089232-3d-transparent-glass-icon-signs-z-roadsign90 The purpose of this letter is to
produce another example of the health care crisis facing millions of
hardworking Americans.  Both my wife and I are facing medical and
financial hardship due to the pending lack of health insurance coupled
with being diagnosed with two serious illnesses.

My wife and I are 57 and 58 years old
respectively. Throughout our adult lives, we have carried and paid for
health insurance through our jobs for both ourselves as well as our
minor children. We have never gone a single day without health
insurance. In 2003, my wife accepted a promotion resulting in a move
out of state from Minnesota. Five months after moving I was diagnosed
with throat cancer; fortunately I am doing well. In December of 2008,
my wife’s position was eliminated leaving her unemployed. She worked
continuously for this company for 28 1/2 years at the time of her
termination.

Our health insurance was carried through my wife’s employer
and we immediately signed up for COBRA fully intending to find a new
job as soon as possible. In February of 2009, only two months after
losing her job, my wife had a seizure, which turned out to be the first
sign of brain cancer. My wife has had two surgeries for this cancer as
well as chemotherapy and radiation. Because of the extensive care my wife now needs, we moved back to the
Minnesota and Wisconsin area for assistance from family members. She is
currently undergoing evaluation/treatment at the Mayo Clinic in Rochester, MN.

Our
COBRA coverage expires at the end of June 2010, leaving us uninsured.
We are exploring very expensive high risk insurance pools but there is
no guarantee of acceptance. My wife has been declared disabled by
Social Security but will not be eligible for Medicare for another 15
months. I am currently working part-time in order to allow time to care
for my wife. According to several insurance companies to whom we have
applied/inquired, I am not eligible for health insurance due to my
health history.

For all of our adult lives my wife and I have
made every effort to support ourselves and build a secure future.
During the last five years this dream has come crashing down. We now
spend most of our time in some state of anxiety, first worried about
her health and secondly how will we pay for the medical care she needs.
All of the events that have brought us to this point were from illness
or loss of employment due to the economy.

At a recent visit to a doctor he described us as “the perfect poster children of the health care crisis”

My
wife and I are not looking for a handout, just the ability to buy
affordable health insurance. If there are any insurance companies out
there who would be willing to cover us I would love to hear from you.
Also, if there are any employers out there with full-time positions
available including health care benefits please don’t hesitate to
contact me. My wife and I would be willing to relocate if necessary.
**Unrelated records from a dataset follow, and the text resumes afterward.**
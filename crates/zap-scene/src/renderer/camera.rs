use glam::{Mat4, Vec2, Vec3, Vec4};

use crate::core::geometry::{inverse_or_identity, Aabb, Rect};

/// How the target content size is fitted into the render area.
#[derive(Debug, Clone, Copy, PartialEq, Eq, Default, serde::Serialize, serde::Deserialize)]
pub enum ScaleMode {
    /// Content scale follows the render area on each axis independently.
    #[default]
    NoScale,
    /// Content is stretched to the render area (scale 1 on both axes).
    ExactFit,
    /// Uniform scale that covers the render area; content may be cropped.
    NoBorder,
    /// Uniform scale that shows all content; borders may appear.
    ShowAll,
}

/// Orthographic 2D camera.
/// Origin at the center of the view, Y-up, Z in [-1, 1].
#[derive(Debug, Clone)]
pub struct Camera {
    position: Vec2,
    rotation: f32,
    zoom: f32,
    /// Normalized viewport within the render area.
    viewport: Rect,
    render_size: Vec2,
    target_content_size: Vec2,
    scale_mode: ScaleMode,
    content_size: Vec2,
    content_scale: Vec2,
    projection: Mat4,
}

impl Camera {
    pub const MIN_ZOOM: f32 = 0.1;

    pub fn new(render_size: Vec2) -> Self {
        let mut camera = Self {
            position: Vec2::ZERO,
            rotation: 0.0,
            zoom: 1.0,
            viewport: Rect::new(0.0, 0.0, 1.0, 1.0),
            render_size,
            target_content_size: Vec2::ZERO,
            scale_mode: ScaleMode::NoScale,
            content_size: render_size,
            content_scale: Vec2::ONE,
            projection: Mat4::IDENTITY,
        };
        camera.recalculate_projection();
        camera
    }

    /// Camera that fits `target_content_size` into `render_size` with `scale_mode`.
    pub fn with_content(render_size: Vec2, target_content_size: Vec2, scale_mode: ScaleMode) -> Self {
        let mut camera = Self::new(render_size);
        camera.target_content_size = target_content_size;
        camera.scale_mode = scale_mode;
        camera.recalculate_projection();
        camera
    }

    pub fn position(&self) -> Vec2 {
        self.position
    }

    pub fn set_position(&mut self, position: Vec2) {
        self.position = position;
    }

    pub fn rotation(&self) -> f32 {
        self.rotation
    }

    pub fn set_rotation(&mut self, rotation: f32) {
        self.rotation = rotation;
    }

    pub fn zoom(&self) -> f32 {
        self.zoom
    }

    /// Set zoom, clamped to at least [`Camera::MIN_ZOOM`].
    pub fn set_zoom(&mut self, zoom: f32) {
        self.zoom = zoom.max(Self::MIN_ZOOM);
    }

    pub fn viewport(&self) -> Rect {
        self.viewport
    }

    pub fn set_viewport(&mut self, viewport: Rect) {
        self.viewport = viewport;
        self.recalculate_projection();
    }

    pub fn render_size(&self) -> Vec2 {
        self.render_size
    }

    /// Resize the render area (e.g. on window or render target resize).
    pub fn set_render_size(&mut self, render_size: Vec2) {
        self.render_size = render_size;
        self.recalculate_projection();
    }

    pub fn scale_mode(&self) -> ScaleMode {
        self.scale_mode
    }

    pub fn set_scale_mode(&mut self, scale_mode: ScaleMode) {
        self.scale_mode = scale_mode;
        self.recalculate_projection();
    }

    pub fn target_content_size(&self) -> Vec2 {
        self.target_content_size
    }

    pub fn set_target_content_size(&mut self, size: Vec2) {
        self.target_content_size = size;
        self.recalculate_projection();
    }

    /// Size of the visible area in world units (before zoom).
    pub fn content_size(&self) -> Vec2 {
        self.content_size
    }

    /// Render pixels per content unit.
    pub fn content_scale(&self) -> Vec2 {
        self.content_scale
    }

    pub fn projection(&self) -> Mat4 {
        self.projection
    }

    fn recalculate_projection(&mut self) {
        let viewport_size = self.render_size * self.viewport.size;
        if viewport_size.x <= 0.0 || viewport_size.y <= 0.0 {
            return;
        }

        if self.target_content_size.x > 0.0 && self.target_content_size.y > 0.0 {
            let mut scale = viewport_size / self.target_content_size;
            match self.scale_mode {
                ScaleMode::NoScale => {}
                ScaleMode::ExactFit => scale = Vec2::ONE,
                ScaleMode::NoBorder => scale = Vec2::splat(scale.max_element()),
                ScaleMode::ShowAll => scale = Vec2::splat(scale.min_element()),
            }
            self.content_scale = scale;
            self.content_size = viewport_size / scale;
        } else {
            self.content_scale = Vec2::ONE;
            self.content_size = viewport_size;
        }

        let half = self.content_size * 0.5;
        self.projection = Mat4::orthographic_rh(-half.x, half.x, -half.y, half.y, -1.0, 1.0);
    }

    /// World-to-view transform: zoom, then rotate, then move to the camera position.
    pub fn view(&self) -> Mat4 {
        Mat4::from_scale(Vec3::new(self.zoom, self.zoom, 1.0))
            * Mat4::from_rotation_z(-self.rotation)
            * Mat4::from_translation(-self.position.extend(0.0))
    }

    pub fn view_projection(&self) -> Mat4 {
        self.projection * self.view()
    }

    pub fn inverse_view_projection(&self) -> Mat4 {
        inverse_or_identity(&self.view_projection())
    }

    /// Convert a window-normalized position (origin top-left, Y down) to world space.
    pub fn convert_normalized_to_world(&self, normalized: Vec2) -> Vec2 {
        let vp = self.viewport;
        let clip = Vec3::new(
            ((normalized.x - vp.position.x) / vp.size.x - 0.5) * 2.0,
            (((1.0 - normalized.y) - vp.position.y) / vp.size.y - 0.5) * 2.0,
            0.0,
        );
        self.inverse_view_projection().transform_point3(clip).truncate()
    }

    /// Convert a world position to window-normalized space.
    pub fn convert_world_to_normalized(&self, world: Vec2) -> Vec2 {
        let vp = self.viewport;
        let clip = self.view_projection().transform_point3(world.extend(0.0));
        Vec2::new(
            (clip.x / 2.0 + 0.5) * vp.size.x + vp.position.x,
            1.0 - ((clip.y / 2.0 + 0.5) * vp.size.y + vp.position.y),
        )
    }

    /// Whether `aabb` under `box_transform` overlaps the view.
    ///
    /// The box center is projected into normalized view space and tested
    /// against the unit rectangle grown by the box half-extent, so rotated
    /// and scaled boxes are covered conservatively.
    pub fn check_visibility(&self, box_transform: &Mat4, aabb: &Aabb) -> bool {
        let view_projection = self.view_projection();
        let diff = (aabb.max - aabb.min).truncate();
        let center = Vec3::new(aabb.min.x + diff.x / 2.0, aabb.min.y + diff.y / 2.0, 0.0);
        let world_center = box_transform.transform_point3(center);

        let clip = view_projection * Vec4::new(world_center.x, world_center.y, world_center.z, 1.0);
        if clip.w == 0.0 {
            return false;
        }
        let normalized = Vec2::new((clip.x / clip.w + 1.0) * 0.5, (clip.y / clip.w + 1.0) * 0.5);

        let half = diff / 2.0;
        let m = box_transform;
        let mut half_world = Vec2::new(
            (half.x * m.x_axis.x + half.y * m.y_axis.x)
                .abs()
                .max((half.x * m.x_axis.x - half.y * m.y_axis.x).abs()),
            (half.x * m.x_axis.y + half.y * m.y_axis.y)
                .abs()
                .max((half.x * m.x_axis.y - half.y * m.y_axis.y).abs()),
        );
        half_world.x *= (view_projection.x_axis.x.abs() + view_projection.y_axis.x.abs()) / 2.0;
        half_world.y *= (view_projection.x_axis.y.abs() + view_projection.y_axis.y.abs()) / 2.0;

        let bounds = Rect::new(
            -half_world.x,
            -half_world.y,
            1.0 + half_world.x * 2.0,
            1.0 + half_world.y * 2.0,
        );
        bounds.contains_point(normalized)
    }
}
At the end of June I don’t know how we are going
to pay our medical bills or buy the incredibly expensive prescription
drugs that my wife has to have.

Everything written above is absolutely true and can/will be documented if necessary. Please feel free to contact us at MKC, PO BOX 37, Alma, WI. 54610 or email us at: mkcneedhealthcarehelp@gmailcom. with any thoughts or suggestions you may have. We can use all the help we can get.

Do you have a true story about the healthcare system that you’d like to share with us?  Or a question you’d like to put to our readers? Email submissions to THCB Associate Editor Cindy Williams. The subject line of your email should include “Commentology” and a proposed title for your post.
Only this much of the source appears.